§ **Task instructions**: The following data has a line with "mod people;" and a line with "expired or revoked.". Write out exactly those lines and all the lines between them.

§ **The records**:
//! Segunda Mana REST backend client for admin.
//!
//! Login is the only unauthenticated call. Everything else goes through
//! [`AdminClient::authed`], which attaches `Authorization: Bearer <token>`
//! from the admin's session.
//!
//! Non-2xx answers become [`BackendError::Api`] carrying the body's
//! `message` (or a generic string); 401 becomes
//! [`BackendError::Unauthorized`] so callers can end the session.

mod auth;
mod catalog;
mod content;
mod orders;
mod people;

use std::sync::Arc;
use std::time::Duration;

use reqwest::{Client, Method, RequestBuilder, Response, StatusCode};
use serde::de::DeserializeOwned;
use serde_json::Value;
use thiserror::Error;
use url::Url;

use segunda_mana_core::api::{self, extract_list, extract_one};
use segunda_mana_core::session::AuthToken;

pub use content::AnnouncementUpload;

/// Outgoing request timeout.
const REQUEST_TIMEOUT: Duration = Duration::from_secs(30);

/// Errors from the REST backend.
#[derive(Debug, Error)]
pub enum BackendError {
    /// Transport failure or timeout.
    #[error("HTTP error: {0}")]
    Http(#[from] reqwest::Error),

    /// Non-2xx answer, reduced to its `message`.
    #[error("Backend returned {status}: {message}")]
    Api { status: u16, message: String },

    /// 401: the token is missing, expired or revoked.
    #[error("Unauthorized: {0}")]
    Unauthorized(String),

    /// The body did not have the expected shape.
    #[error("Decode error: {0}")]
    Decode(#[from] serde_json::Error),

    #[error("Invalid URL: {0}")]
    Url(#[from] url::ParseError),
}

impl BackendError {
    /// Text safe to show an admin.
    #[must_use]
    pub fn user_message(&self) -> String {
        match self {
            Self::Api { message, .. } | Self::Unauthorized(message) => message.clone(),
            Self::Http(_) | Self::Decode(_) | Self::Url(_) => {
                api::GENERIC_ERROR_MESSAGE.to_string()
            }
        }
    }

    #[must_use]
    pub const fn is_unauthorized(&self) -> bool {
        matches!(self, Self::Unauthorized(_))
    }
}

/// Client for the REST backend.
///
/// Cheaply cloneable; the underlying `reqwest::Client` pools connections.
#[derive(Clone)]
pub struct AdminClient {
    inner: Arc<AdminClientInner>,
}

struct AdminClientInner {
    client: Client,
    base: Url,
}

impl std::fmt::Debug for AdminClient {
    fn fmt(&self, f: &mut std::fmt::Formatter<'_>) -> std::fmt::Result {
        f.debug_struct("AdminClient")
            .field("base", &self.inner.base.as_str())
            .finish_non_exhaustive()
    }
}

impl AdminClient {
    /// Create a client for the backend at `base`.
    ///
    /// # Errors
    ///
    /// Returns an error if the HTTP client cannot be built.
    pub fn new(mut base: Url) -> Result<Self, BackendError> {
        if !base.path().ends_with('/') {
            let path = format!("{}/", base.path());
            base.set_path(&path);
        }
        let client = Client::builder().timeout(REQUEST_TIMEOUT).build()?;
        Ok(Self {
            inner: Arc::new(AdminClientInner { client, base }),
        })
    }

    /// Resolve an endpoint path (no leading slash) against the base URL.
    fn url(&self, path: &str) -> Result<Url, BackendError> {
        Ok(self.inner.base.join(path)?)
    }

    /// Calls made on behalf of a logged-in admin.
    #[must_use]
    pub const fn authed<'a>(&'a self, token: &'a AuthToken) -> Authed<'a> {
        Authed {
            client: self,
            token,
        }
    }
}

/// A borrowed client bound to one bearer token.
pub struct Authed<'a> {
    client: &'a AdminClient,
    token: &'a AuthToken,
}

impl Authed<'_> {
    fn request(&self, method: Method, path: &str) -> Result<RequestBuilder, BackendError> {
        Ok(self
            .client
            .inner
            .client
            .request(method, self.client.url(path)?)
            .bearer_auth(self.token.expose()))
    }

    fn request_url(&self, method: Method, url: Url) -> RequestBuilder {
        self.client
            .inner
            .client
            .request(method, url)
            .bearer_auth(self.token.expose())
    }

    /// Send and check; the body is left unread.
    async fn send(request: RequestBuilder) -> Result<Response, BackendError> {
        check(request.send().await?).await
    }

    /// GET `path` and pull a list out of its body.
    async fn get_list<T: DeserializeOwned>(
        &self,
        path: &str,
        key: &str,
    ) -> Result<Vec<T>, BackendError> {
        let response = Self::send(self.request(Method::GET, path)?).await?;
        let body: Value = decode(response).await?;
        Ok(extract_list(body, key)?)
    }

    /// GET `path` and pull one document out of its body.
    async fn get_one<T: DeserializeOwned>(&self, path: &str, key: &str) -> Result<T, BackendError> {
        let response = Self::send(self.request(Method::GET, path)?).await?;
        let body: Value = decode(response).await?;
        Ok(extract_one(body, key)?)
    }

    /// Send a JSON body and return the backend's `message`, if any.
    async fn send_json(
        &self,
        method: Method,
        path: &str,
        body: &impl serde::Serialize,
    ) -> Result<Option<String>, BackendError> {
        let response = Self::send(self.request(method, path)?.json(body)).await?;
        Ok(success_message(response).await)
    }

    /// Send without a body and return the backend's `message`, if any.
    async fn send_empty(&self, method: Method, path: &str) -> Result<Option<String>, BackendError> {
        let response = Self::send(self.request(method, path)?).await?;
        Ok(success_message(response).await)
    }
}

/// Turn a non-2xx response into a [`BackendError`].
async fn check(response: Response) -> Result<Response, BackendError> {
    let status = response.status();
    if status.is_success() {
        return Ok(response);
    }

    let body = response.text().await.unwrap_or_default();
    let message = api::error_message(&body);
    tracing::warn!(status = status.as_u16(), %message, "Backend request failed");

    if status == StatusCode::UNAUTHORIZED {
        Err(BackendError::Unauthorized(message))
    } else {
        Err(BackendError::Api {
            status: status.as_u16(),
            message,
        })
    }
}

async fn decode<T: DeserializeOwned>(response: Response) -> Result<T, BackendError> {
    let bytes = response.bytes().await?;
    Ok(serde_json::from_slice(&bytes)?)
}

/// The `message` of a successful answer. Empty or non-JSON bodies have none.
async fn success_message(response: Response) -> Option<String> {
    let body = response.text().await.ok()?;
    let value: Value = serde_json::from_str(&body).ok()?;
    value
        .get("message")
        .and_then(Value::as_str)
        .map(str::trim)
        .filter(|m| !m.is_empty())
        .map(String::from)
}

#[cfg(test)]
#[allow(clippy::unwrap_used)]
mod tests {
    use super::*;

    #[test]
    fn test_url_resolution_keeps_base_path() {
        let client = AdminClient::new(Url::parse("https://api.example.org/v2").unwrap()).unwrap();
        assert_eq!(
            client.url("api/admin/orders").unwrap().as_str(),
            "https://api.example.org/v2/api/admin/orders"
        );
    }

    #[test]
    fn test_unauthorized_is_flagged() {
        let err = BackendError::Unauthorized("Token expired".to_string());
        assert!(err.is_unauthorized());
        assert_eq!(err.user_message(), "Token expired");

        let err = BackendError::Api {
            status: 500,
            message: "Something went wrong".to_string(),
        };
        assert!(!err.is_unauthorized());
    }

    #[test]
    fn test_debug_hides_client_internals() {
        let client = AdminClient::new(Url::parse("http://localhost:5000").unwrap()).unwrap();
        let debug = format!("{client:?}");
        assert!(debug.contains("localhost:5000"));
    }
}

§ **Task solution**:
mod people;

use std::sync::Arc;
use std::time::Duration;

use reqwest::{Client, Method, RequestBuilder, Response, StatusCode};
use serde::de::DeserializeOwned;
use serde_json::Value;
use thiserror::Error;
use url::Url;

use segunda_mana_core::api::{self, extract_list, extract_one};
use segunda_mana_core::session::AuthToken;

pub use content::AnnouncementUpload;

/// Outgoing request timeout.
const REQUEST_TIMEOUT: Duration = Duration::from_secs(30);

/// Errors from the REST backend.
#[derive(Debug, Error)]
pub enum BackendError {
    /// Transport failure or timeout.
    #[error("HTTP error: {0}")]
    Http(#[from] reqwest::Error),

    /// Non-2xx answer, reduced to its `message`.
    #[error("Backend returned {status}: {message}")]
    Api { status: u16, message: String },

    /// 401: the token is missing, expired or revoked.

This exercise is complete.